Automated clinical analyzers for determining the presence and levels of one or more selected analytes in relatively small biological liquid samples are widely used in hospital clinical laboratories. Preferred analyzers are equipped with an on-board supply of assay-specific reagents that are replenished by analyzing the assay demand pattern placed upon the analyzer. At a user selected time period before reagents within the analyzer's reagent inventory are exhausted, an alert message is provided so that appropriate measures may be undertaken to ensure an uninterrupted, timely supply of reagents.
For convenience and compactness within a chemical analyzer, it is desirable to store all reagents needed to conduct a single assay within contiguous compartments or vessels. Typical of such vessels is the multi-compartment or multi-well reagent container available for use in an analyzer known as the Dimension® Chemical Analyzer, sold by Dade Behring Inc., Deerfield, Ill. This multi-well container is in the form of a container strip like described in U.S. Pat. No. 6,943,030, and includes a rigid peripheral band formed integrally with each of several reagent containing wells so that the container strip generally tapers in a substantially elongated wedge-like manner from a first edge to a second edge.
To provide useful stability to the reagents between manufacture and use, it is sometimes necessary to lyophilize one or more reagents into a tablet form and to re-hydrate the tablets on-board an analyzer shortly before an assay is scheduled to be performed. During manufacture, a number of different reagent tablets may be placed in different wells within a multi-compartment reagent container and/or multiple numbers of the same tablet may be dispensed into the same well in order to provide the variety and quantity of reagent required to conduct an assay. For reasons of efficiency, it is desirable to automate the tablet loading process, however a number of obstacles are encountered during when transforming a bulk supply of tablets that have been lyophilized into carefully controlled numbers of different types of reagent tablets dispensed into specific ones of several reagent compartments.
A number of tablet dispensing devices are known, among them U.S. Pat. No. 6,478,185 that discloses a tablet vessel feed apparatus comprising a stock container for storing a plurality of tablet vessels, a vessel takeout section for taking out the tablet vessels from the stock container, and a conveyor for conveying the tablet vessels taken out from the stock container. This machine however is not suitable for dispensing into a multi-compartment container.
U.S. Pat. No. 5,348,061 discloses a tablet vessel feed apparatus applied to a tablet packing apparatus which has a plurality of feeder vessels containing different tablets respectively and packs the tablets discharged from each feeder vessel into a tablet vessel through a hopper. This machine is also not suitable for dispensing into a multi-compartment container.
U.S. Pat. No. 6,849,457 discloses a bead dispenser which is capable of preventing blockage or bridging of a bead receiving channel caused by a bottleneck of several biomaterial-coated beads at the inlet of the bead receiving channel using a spring mechanism which contacts and agitates the biomaterial-coated beads within the bead holding chamber.

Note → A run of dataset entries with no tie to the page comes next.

//! Single-writer storage gateway
//!
//! All durable I/O runs on one dedicated worker thread fed by a FIFO queue.
//! Callers get a [`Pending`] future back immediately; two writes to the same
//! record therefore always apply in submission order.

use cellblock_util::{JailName, SubjectId};
use std::future::Future;
use std::pin::Pin;
use std::sync::atomic::{AtomicBool, Ordering};
use std::sync::mpsc;
use std::sync::{Arc, Mutex, PoisonError};
use std::task::{Context, Poll};
use std::thread::JoinHandle;
use std::time::Duration;
use tokio::sync::oneshot;
use tracing::{debug, error, info, warn};

use crate::{
    jails_from_document, jails_to_document, JailRecord, MigrationContext, PrisonerRecord,
    RecordStore, SchemaMigrator, StoreError, StoreResult,
};

/// Default time `close` waits for queued work
pub const DEFAULT_CLOSE_TIMEOUT: Duration = Duration::from_secs(30);

const WORKER_NAME: &str = "cellblock-storage";

type Job = Box<dyn FnOnce(&dyn RecordStore) + Send>;

/// Result of a queued storage operation
#[must_use = "dropping a Pending does not cancel the operation, but its result is lost"]
pub struct Pending<T> {
    rx: oneshot::Receiver<StoreResult<T>>,
}

impl<T> Pending<T> {
    fn failed(err: StoreError) -> Self {
        let (tx, rx) = oneshot::channel();
        let _ = tx.send(Err(err));
        Self { rx }
    }
}

impl<T> Future for Pending<T> {
    type Output = StoreResult<T>;

    fn poll(self: Pin<&mut Self>, cx: &mut Context<'_>) -> Poll<Self::Output> {
        match Pin::new(&mut self.get_mut().rx).poll(cx) {
            Poll::Ready(Ok(result)) => Poll::Ready(result),
            // The job was dropped without running
            Poll::Ready(Err(_)) => Poll::Ready(Err(StoreError::Cancelled)),
            Poll::Pending => Poll::Pending,
        }
    }
}

struct Inner {
    sender: Mutex<Option<mpsc::Sender<Job>>>,
    worker: Mutex<Option<JoinHandle<()>>>,
    cancelled: Arc<AtomicBool>,
    prisoners: Arc<SchemaMigrator>,
    jails: Arc<SchemaMigrator>,
}

/// Handle to the storage worker; cheap to clone
#[derive(Clone)]
pub struct StorageGateway {
    inner: Arc<Inner>,
}

impl StorageGateway {
    /// Start the worker thread over `store`
    pub fn start(store: Box<dyn RecordStore>, context: MigrationContext) -> StoreResult<Self> {
        let (sender, receiver) = mpsc::channel::<Job>();

        let worker = std::thread::Builder::new()
            .name(WORKER_NAME.into())
            .spawn(move || {
                for job in receiver {
                    job(store.as_ref());
                }
                debug!("Storage worker drained");
            })?;

        info!("Storage gateway started");

        Ok(Self {
            inner: Arc::new(Inner {
                sender: Mutex::new(Some(sender)),
                worker: Mutex::new(Some(worker)),
                cancelled: Arc::new(AtomicBool::new(false)),
                prisoners: Arc::new(SchemaMigrator::for_prisoners(context.clone())),
                jails: Arc::new(SchemaMigrator::for_jails(context)),
            }),
        })
    }

    fn submit<T, F>(&self, op: &'static str, f: F) -> Pending<T>
    where
        T: Send + 'static,
        F: FnOnce(&dyn RecordStore) -> StoreResult<T> + Send + 'static,
    {
        let (tx, rx) = oneshot::channel();
        let cancelled = self.inner.cancelled.clone();

        let job: Job = Box::new(move |store| {
            if cancelled.load(Ordering::SeqCst) {
                debug!(op, "Skipping cancelled storage job");
                let _ = tx.send(Err(StoreError::Cancelled));
                return;
            }
            let _ = tx.send(f(store));
        });

        let sender = self
            .inner
            .sender
            .lock()
            .unwrap_or_else(PoisonError::into_inner);

        let queued = match sender.as_ref() {
            Some(sender) => sender.send(job).is_ok(),
            None => false,
        };

        if queued {
            Pending { rx }
        } else {
            warn!(op, "Storage gateway is closed; rejecting operation");
            Pending::failed(StoreError::Closed)
        }
    }

    /// Insert or replace one prisoner
    pub fn save_prisoner(&self, record: &PrisonerRecord) -> Pending<()> {
        let id = record.uuid;
        let document = record.to_document();
        self.submit("save_prisoner", move |store| store.put_prisoner(&id, &document))
    }

    /// Write many prisoners, continuing past individual failures
    pub fn save_prisoners(&self, records: &[PrisonerRecord]) -> Pending<()> {
        let batch: Vec<_> = records
            .iter()
            .map(|r| (r.uuid, r.to_document()))
            .collect();

        self.submit("save_prisoners", move |store| {
            let total = batch.len();
            let failed: Vec<String> = batch
                .iter()
                .filter_map(|(id, document)| match store.put_prisoner(id, document) {
                    Ok(()) => None,
                    Err(e) => {
                        error!(subject = %id, error = %e, "Failed to save prisoner");
                        Some(id.to_string())
                    }
                })
                .collect();

            if failed.is_empty() {
                Ok(())
            } else {
                Err(StoreError::Partial { failed, total })
            }
        })
    }

    pub fn delete_prisoner(&self, id: SubjectId) -> Pending<()> {
        self.submit("delete_prisoner", move |store| store.delete_prisoner(&id))
    }

    /// Load every prisoner, migrating old documents and rewriting them
    pub fn load_prisoners(&self) -> Pending<Vec<PrisonerRecord>> {
        let migrator = self.inner.prisoners.clone();

        self.submit("load_prisoners", move |store| {
            let mut records = Vec::new();

            for stored in store.prisoner_documents()? {
                let migrated = migrator.migrate(&stored.key, stored.document);

                let record = match PrisonerRecord::from_document(&stored.key, &migrated.document) {
                    Ok(record) => record,
                    Err(e) => {
                        error!(record = %stored.key, error = %e, "Skipping unusable prisoner record");
                        continue;
                    }
                };

                if migrated.upgraded
                    && let Err(e) = store.put_prisoner(&record.uuid, &migrated.document)
                {
                    error!(subject = %record.uuid, error = %e, "Failed to rewrite migrated prisoner");
                }

                records.push(record);
            }

            debug!(count = records.len(), "Prisoners loaded");
            Ok(records)
        })
    }

    /// Insert a jail or replace the one with the same name
    pub fn save_jail(&self, record: &JailRecord) -> Pending<()> {
        let record = record.clone();
        let migrator = self.inner.jails.clone();

        self.submit("save_jail", move |store| {
            let mut jails = read_jails(store, &migrator)?;
            match jails.iter_mut().find(|j| j.name == record.name) {
                Some(existing) => *existing = record,
                None => jails.push(record),
            }
            store.put_jails(&jails_to_document(&jails))
        })
    }

    /// Replace the whole jail list
    pub fn save_jails(&self, records: &[JailRecord]) -> Pending<()> {
        let document = jails_to_document(records);
        self.submit("save_jails", move |store| store.put_jails(&document))
    }

    /// Remove a jail by name; returns whether it existed
    pub fn delete_jail(&self, name: JailName) -> Pending<bool> {
        let migrator = self.inner.jails.clone();

        self.submit("delete_jail", move |store| {
            let mut jails = read_jails(store, &migrator)?;
            let before = jails.len();
            jails.retain(|j| j.name != name);
            if jails.len() == before {
                return Ok(false);
            }
            store.put_jails(&jails_to_document(&jails))?;
            Ok(true)
        })
    }

    /// Load every jail, migrating and rewriting an old document
    pub fn load_jails(&self) -> Pending<Vec<JailRecord>> {
        let migrator = self.inner.jails.clone();
        self.submit("load_jails", move |store| read_jails(store, &migrator))
    }

    /// Resolves once everything queued before it has run
    pub fn flush(&self) -> Pending<()> {
        self.submit("flush", |_| Ok(()))
    }

    /// Stop accepting work and wait up to `timeout` for the queue to drain.
    ///
    /// Work still queued after the timeout resolves to
    /// [`StoreError::Cancelled`]. Returns whether the queue drained in time.
    pub async fn close(&self, timeout: Duration) -> bool {
        let sender = self
            .inner
            .sender
            .lock()
            .unwrap_or_else(PoisonError::into_inner)
            .take();
        drop(sender);

        let worker = self
            .inner
            .worker
            .lock()
            .unwrap_or_else(PoisonError::into_inner)
            .take();
        let Some(worker) = worker else {
            return true;
        };

        let join = tokio::task::spawn_blocking(move || worker.join());
        match tokio::time::timeout(timeout, join).await {
            Ok(Ok(Ok(()))) => {
                info!("Storage gateway closed");
                true
            }
            Ok(_) => {
                error!("Storage worker panicked");
                false
            }
            Err(_) => {
                self.inner.cancelled.store(true, Ordering::SeqCst);
                warn!(
                    timeout_secs = timeout.as_secs(),
                    "Storage queue did not drain in time; cancelling remaining work"
                );
                false
            }
        }
    }
}

fn read_jails(store: &dyn RecordStore, migrator: &SchemaMigrator) -> StoreResult<Vec<JailRecord>> {
    let Some(document) = store.jails_document()? else {
        return Ok(Vec::new());
    };

    let migrated = migrator.migrate("jails", document);
    if migrated.upgraded
        && let Err(e) = store.put_jails(&migrated.document)
    {
        error!(error = %e, "Failed to rewrite migrated jail list");
    }

    Ok(jails_from_document(&migrated.document))
}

U.S. Pat. No. 6,824,011 discloses a pellet dispensing device includes a rotatable cylinder having a plurality of chambers and a trigger mechanism for dispensing pellets one at a time but not simultaneously
U.S. Pat. No. 6,820,498 discloses an apparatus which enables orientation of tablets introduced into a measuring station of a tablet tester.
These and other publications are related to dispensing of single tables but none are suitable for automatically and/or simultaneously dispensing multiple tablets into different wells within a multi-well reagent container.